PROBLEM TO SOLVE → Among these records, which lines include "PathBuf"? Copy them out.

+---+

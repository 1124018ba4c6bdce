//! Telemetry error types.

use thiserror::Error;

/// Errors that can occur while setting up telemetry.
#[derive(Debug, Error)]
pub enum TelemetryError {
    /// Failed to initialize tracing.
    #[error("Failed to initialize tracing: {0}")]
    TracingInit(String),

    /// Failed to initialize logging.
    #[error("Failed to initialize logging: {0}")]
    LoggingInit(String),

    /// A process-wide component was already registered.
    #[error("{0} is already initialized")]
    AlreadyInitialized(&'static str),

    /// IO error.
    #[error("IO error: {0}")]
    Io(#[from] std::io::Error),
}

+---+

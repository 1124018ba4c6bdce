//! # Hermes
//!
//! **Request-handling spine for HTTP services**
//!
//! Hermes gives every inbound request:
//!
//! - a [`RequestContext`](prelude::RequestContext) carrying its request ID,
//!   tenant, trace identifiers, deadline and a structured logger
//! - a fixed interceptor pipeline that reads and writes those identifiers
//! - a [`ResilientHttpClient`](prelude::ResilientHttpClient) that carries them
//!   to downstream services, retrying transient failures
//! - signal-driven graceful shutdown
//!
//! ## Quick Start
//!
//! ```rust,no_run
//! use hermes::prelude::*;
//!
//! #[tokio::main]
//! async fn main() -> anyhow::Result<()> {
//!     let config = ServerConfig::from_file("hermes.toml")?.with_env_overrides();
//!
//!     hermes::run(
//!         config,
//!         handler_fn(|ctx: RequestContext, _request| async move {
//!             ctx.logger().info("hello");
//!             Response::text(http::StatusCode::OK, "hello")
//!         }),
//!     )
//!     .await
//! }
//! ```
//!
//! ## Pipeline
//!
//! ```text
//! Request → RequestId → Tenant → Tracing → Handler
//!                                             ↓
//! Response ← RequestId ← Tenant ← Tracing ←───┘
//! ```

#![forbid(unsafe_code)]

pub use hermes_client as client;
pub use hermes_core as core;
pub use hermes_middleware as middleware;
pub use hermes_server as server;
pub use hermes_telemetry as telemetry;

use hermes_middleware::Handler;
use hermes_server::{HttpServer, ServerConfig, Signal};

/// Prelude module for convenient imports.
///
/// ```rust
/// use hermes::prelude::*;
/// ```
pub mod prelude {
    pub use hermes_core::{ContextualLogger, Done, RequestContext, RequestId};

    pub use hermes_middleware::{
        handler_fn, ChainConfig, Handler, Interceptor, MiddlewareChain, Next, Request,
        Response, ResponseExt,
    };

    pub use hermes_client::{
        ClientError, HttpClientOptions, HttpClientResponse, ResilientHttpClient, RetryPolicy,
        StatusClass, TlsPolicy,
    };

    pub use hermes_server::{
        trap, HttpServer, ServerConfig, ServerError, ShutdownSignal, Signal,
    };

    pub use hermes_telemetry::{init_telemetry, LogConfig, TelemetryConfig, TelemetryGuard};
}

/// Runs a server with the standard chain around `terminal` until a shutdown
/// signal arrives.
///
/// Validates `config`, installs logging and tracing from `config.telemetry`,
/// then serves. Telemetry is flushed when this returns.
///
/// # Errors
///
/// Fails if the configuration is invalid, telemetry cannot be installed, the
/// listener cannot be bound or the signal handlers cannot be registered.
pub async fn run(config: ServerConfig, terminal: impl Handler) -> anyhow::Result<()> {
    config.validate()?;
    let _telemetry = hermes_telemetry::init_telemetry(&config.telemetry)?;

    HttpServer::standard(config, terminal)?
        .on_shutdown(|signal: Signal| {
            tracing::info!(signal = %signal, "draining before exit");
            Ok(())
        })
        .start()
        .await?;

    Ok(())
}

+---+

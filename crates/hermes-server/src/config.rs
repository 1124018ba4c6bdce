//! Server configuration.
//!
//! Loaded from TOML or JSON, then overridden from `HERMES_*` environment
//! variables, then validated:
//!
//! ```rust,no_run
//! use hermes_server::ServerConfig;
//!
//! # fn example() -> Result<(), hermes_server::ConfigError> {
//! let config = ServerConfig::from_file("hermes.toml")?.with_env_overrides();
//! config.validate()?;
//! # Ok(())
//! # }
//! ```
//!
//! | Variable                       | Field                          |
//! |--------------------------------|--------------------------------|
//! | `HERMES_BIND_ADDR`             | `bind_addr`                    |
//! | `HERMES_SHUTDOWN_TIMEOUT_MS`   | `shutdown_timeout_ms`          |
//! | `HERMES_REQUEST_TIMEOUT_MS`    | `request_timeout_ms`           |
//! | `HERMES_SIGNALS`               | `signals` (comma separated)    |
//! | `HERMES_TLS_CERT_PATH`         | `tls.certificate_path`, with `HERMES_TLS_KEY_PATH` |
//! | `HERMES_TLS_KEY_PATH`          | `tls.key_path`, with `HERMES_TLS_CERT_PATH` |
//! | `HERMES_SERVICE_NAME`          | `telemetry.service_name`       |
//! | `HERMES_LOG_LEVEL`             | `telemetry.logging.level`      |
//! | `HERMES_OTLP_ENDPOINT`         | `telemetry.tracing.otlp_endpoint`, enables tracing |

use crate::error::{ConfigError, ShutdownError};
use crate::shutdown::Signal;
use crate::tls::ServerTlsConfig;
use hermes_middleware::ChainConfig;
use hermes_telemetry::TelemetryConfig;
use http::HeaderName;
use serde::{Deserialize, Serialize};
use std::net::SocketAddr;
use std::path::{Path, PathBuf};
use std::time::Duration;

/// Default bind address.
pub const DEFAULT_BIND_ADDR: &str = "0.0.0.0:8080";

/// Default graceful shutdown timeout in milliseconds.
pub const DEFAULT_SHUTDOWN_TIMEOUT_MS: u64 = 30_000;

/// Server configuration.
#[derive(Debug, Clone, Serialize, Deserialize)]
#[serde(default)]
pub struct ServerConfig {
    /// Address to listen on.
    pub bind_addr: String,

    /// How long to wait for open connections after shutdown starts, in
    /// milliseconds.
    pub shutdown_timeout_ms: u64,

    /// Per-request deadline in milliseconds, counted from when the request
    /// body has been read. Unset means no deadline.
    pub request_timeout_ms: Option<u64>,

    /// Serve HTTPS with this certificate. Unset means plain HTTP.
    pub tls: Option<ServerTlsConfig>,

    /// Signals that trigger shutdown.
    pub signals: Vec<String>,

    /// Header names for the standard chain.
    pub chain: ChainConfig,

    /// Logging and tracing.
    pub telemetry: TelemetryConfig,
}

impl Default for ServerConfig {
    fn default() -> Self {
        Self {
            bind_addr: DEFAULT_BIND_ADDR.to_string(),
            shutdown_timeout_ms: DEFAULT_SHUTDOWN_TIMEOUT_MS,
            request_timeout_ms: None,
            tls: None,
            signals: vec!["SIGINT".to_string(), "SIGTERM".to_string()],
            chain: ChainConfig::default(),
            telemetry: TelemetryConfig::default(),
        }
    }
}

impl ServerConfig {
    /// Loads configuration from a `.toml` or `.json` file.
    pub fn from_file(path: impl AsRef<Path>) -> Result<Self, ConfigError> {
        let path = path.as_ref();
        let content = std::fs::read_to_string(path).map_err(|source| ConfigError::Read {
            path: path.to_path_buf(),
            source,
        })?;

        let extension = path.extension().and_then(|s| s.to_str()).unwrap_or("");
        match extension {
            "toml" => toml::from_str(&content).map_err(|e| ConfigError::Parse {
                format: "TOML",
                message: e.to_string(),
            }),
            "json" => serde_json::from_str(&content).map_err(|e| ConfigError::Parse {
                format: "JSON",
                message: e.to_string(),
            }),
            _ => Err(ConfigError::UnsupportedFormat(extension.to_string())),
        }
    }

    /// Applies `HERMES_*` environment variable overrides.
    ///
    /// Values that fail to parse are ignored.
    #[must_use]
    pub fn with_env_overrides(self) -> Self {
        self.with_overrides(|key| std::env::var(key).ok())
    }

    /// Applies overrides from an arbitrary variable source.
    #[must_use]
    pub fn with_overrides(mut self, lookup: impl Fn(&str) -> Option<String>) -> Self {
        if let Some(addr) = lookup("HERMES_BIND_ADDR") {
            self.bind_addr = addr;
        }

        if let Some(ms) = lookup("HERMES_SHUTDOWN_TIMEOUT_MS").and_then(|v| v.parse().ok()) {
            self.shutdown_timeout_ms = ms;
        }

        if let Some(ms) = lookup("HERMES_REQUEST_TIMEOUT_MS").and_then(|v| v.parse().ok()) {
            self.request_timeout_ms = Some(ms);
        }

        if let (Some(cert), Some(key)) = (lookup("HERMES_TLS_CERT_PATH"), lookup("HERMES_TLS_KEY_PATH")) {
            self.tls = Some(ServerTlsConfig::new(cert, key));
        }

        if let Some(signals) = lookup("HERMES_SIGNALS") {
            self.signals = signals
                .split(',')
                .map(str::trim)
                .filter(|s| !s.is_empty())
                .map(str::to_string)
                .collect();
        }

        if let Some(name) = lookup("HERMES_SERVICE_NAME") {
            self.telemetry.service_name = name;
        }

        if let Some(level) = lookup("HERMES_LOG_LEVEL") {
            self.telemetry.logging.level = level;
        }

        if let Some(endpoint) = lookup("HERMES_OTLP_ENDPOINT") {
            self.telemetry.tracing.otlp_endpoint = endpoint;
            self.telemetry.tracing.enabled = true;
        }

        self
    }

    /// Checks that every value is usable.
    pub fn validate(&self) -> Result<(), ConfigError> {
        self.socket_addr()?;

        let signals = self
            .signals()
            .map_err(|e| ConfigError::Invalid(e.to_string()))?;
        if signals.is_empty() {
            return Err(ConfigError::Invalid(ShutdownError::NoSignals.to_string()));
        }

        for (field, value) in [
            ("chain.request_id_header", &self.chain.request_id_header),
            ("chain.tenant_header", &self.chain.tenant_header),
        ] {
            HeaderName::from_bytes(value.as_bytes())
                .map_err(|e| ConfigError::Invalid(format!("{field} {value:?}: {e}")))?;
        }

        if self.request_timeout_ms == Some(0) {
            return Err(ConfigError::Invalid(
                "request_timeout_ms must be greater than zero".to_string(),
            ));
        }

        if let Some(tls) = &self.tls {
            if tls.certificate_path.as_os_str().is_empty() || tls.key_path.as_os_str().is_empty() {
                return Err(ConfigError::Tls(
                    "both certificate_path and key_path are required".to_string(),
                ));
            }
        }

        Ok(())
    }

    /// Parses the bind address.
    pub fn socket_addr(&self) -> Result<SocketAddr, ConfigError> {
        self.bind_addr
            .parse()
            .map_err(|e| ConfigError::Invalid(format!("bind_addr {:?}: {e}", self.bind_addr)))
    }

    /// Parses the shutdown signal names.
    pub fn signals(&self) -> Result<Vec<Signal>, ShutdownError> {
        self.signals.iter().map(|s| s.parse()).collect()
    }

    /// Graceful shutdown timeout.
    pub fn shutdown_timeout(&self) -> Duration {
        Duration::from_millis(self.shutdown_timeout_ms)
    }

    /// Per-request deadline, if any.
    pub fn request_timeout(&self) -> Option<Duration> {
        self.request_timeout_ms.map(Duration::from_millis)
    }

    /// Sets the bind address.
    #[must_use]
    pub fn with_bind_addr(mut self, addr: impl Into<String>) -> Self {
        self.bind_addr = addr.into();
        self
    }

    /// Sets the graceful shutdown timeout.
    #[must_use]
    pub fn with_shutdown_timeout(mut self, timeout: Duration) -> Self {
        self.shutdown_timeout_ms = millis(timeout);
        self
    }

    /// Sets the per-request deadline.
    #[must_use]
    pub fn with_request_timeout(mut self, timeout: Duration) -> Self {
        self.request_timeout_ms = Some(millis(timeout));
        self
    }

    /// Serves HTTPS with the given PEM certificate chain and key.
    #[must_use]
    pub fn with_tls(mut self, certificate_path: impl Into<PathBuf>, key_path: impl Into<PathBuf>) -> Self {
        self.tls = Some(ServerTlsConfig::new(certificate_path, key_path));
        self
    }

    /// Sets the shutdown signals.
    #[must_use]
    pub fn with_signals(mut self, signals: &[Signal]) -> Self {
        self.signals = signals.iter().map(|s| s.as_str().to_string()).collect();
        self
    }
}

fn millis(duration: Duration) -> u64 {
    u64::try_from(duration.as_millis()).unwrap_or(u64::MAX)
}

+---+

WRITTEN REPLY →
use std::path::{Path, PathBuf};
    pub fn with_tls(mut self, certificate_path: impl Into<PathBuf>, key_path: impl Into<PathBuf>) -> Self {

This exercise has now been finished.